Connecticut Military Department
- Official Seal

Agency overview
- Formed: 1939
- Jurisdiction: Connecticut
- Headquarters: Hartford, Connecticut, US;
- Agency executive: Major General Francis J. Evon, The Adjutant General, Connecticut National Guard;
- Child agency: Connecticut State Militia;

= Connecticut Military Department =

State military agency of Connecticut, US

The Connecticut Military Department is a state agency of the government of Connecticut. Its primary components are the
Connecticut Army National Guard, the Connecticut Air National Guard, and four companies of the state militia. The Military Department of the State of Connecticut traces its origins to May 11, 1637, when the "General Courts" (colonial assembly - legislature) established a military arm of the provincial government. In 1939, the State's Military Department was established to consolidate the offices of Adjutant General, Quartermaster General, Armory Board, and Armory Board Inspector.

==Mission==
The Military Department of the State of Connecticut's principle public responsibility is to serve as the protector of American citizens of the State and their property in time of war, invasion, rebellion, riot or disaster. It serves as the main resource for the governor in ensuring public safety in a variety of emergencies.

The Connecticut National Guard as the state militia also has a federal constitutional mission to support the president of the United States as commander-in-chief of the Armed Forces of the United States and the federal government in times of war or national emergencies.

==Components==

===Connecticut National Guard===

The Constitution of the United States specifically grants the U.S. Congress the power to "raise armies." The U.S. Army, Navy, Air Force are armies raised under this provision. Additionally, the States, under the 2nd and 10th Amendments, have the right to raise their own armies, historically known as militias, today known as a State Defense Force (SDF).
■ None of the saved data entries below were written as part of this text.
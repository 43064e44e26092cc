//! 用户资料服务

use mongodb::bson::{doc, oid::ObjectId};
use mongodb::options::ReturnDocument;
use mongodb::{Collection, Database};

use common::errors::{AppError, AppResult};
use common::models::user::USERS;
use common::models::{ListUsersQuery, UpdateProfileRequest, UserDocument, UserProfile};

use super::{collect, stamped};

/// Profile queries and updates.
pub struct UserService {
    users: Collection<UserDocument>,
}

impl UserService {
    pub fn new(db: Database) -> Self {
        Self {
            users: db.collection(USERS),
        }
    }

    /// Lists profiles sorted by name.
    pub async fn list(&self, query: &ListUsersQuery) -> AppResult<Vec<UserProfile>> {
        let cursor = self.users.find(query.filter()).sort(doc! { "name": 1 }).await?;
        collect(cursor).await
    }

    pub async fn get(&self, id: ObjectId) -> AppResult<UserProfile> {
        self.users
            .find_one(doc! { "_id": id })
            .await?
            .map(UserProfile::from)
            .ok_or_else(|| AppError::NotFound("user".into()))
    }

    /// Applies a partial profile update and returns the updated profile.
    pub async fn update(&self, id: ObjectId, req: UpdateProfileRequest) -> AppResult<UserProfile> {
        let set = req
            .into_set_document()
            .ok_or_else(|| AppError::Validation("no profile fields to update".into()))?;

        let updated = self
            .users
            .find_one_and_update(doc! { "_id": id }, stamped(set))
            .return_document(ReturnDocument::After)
            .await?
            .ok_or_else(|| AppError::NotFound("user".into()))?;

        tracing::info!(id = %id, "用户资料已更新");
        Ok(UserProfile::from(updated))
    }
}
After the civil war, many states reduced funding for their militias and military training programs causing the threat of a reduction in war preparedness. As a result, Congress decided to raise a new federal army to be jointly administered by the states alongside the state defense forces: that army is known as the National Guard of the United States. Like the state militia/SDF, the National Guard is typically administered by the governors. Unlike the militia/SDF, the National Guard may be deployed abroad without the permission of the state governor, whereas the militia/SDF is under the exclusive authority of the states except in the rare event of invasion of the United States or domestic insurrection as specified in Article I Section 8 of the U.S. Constitution.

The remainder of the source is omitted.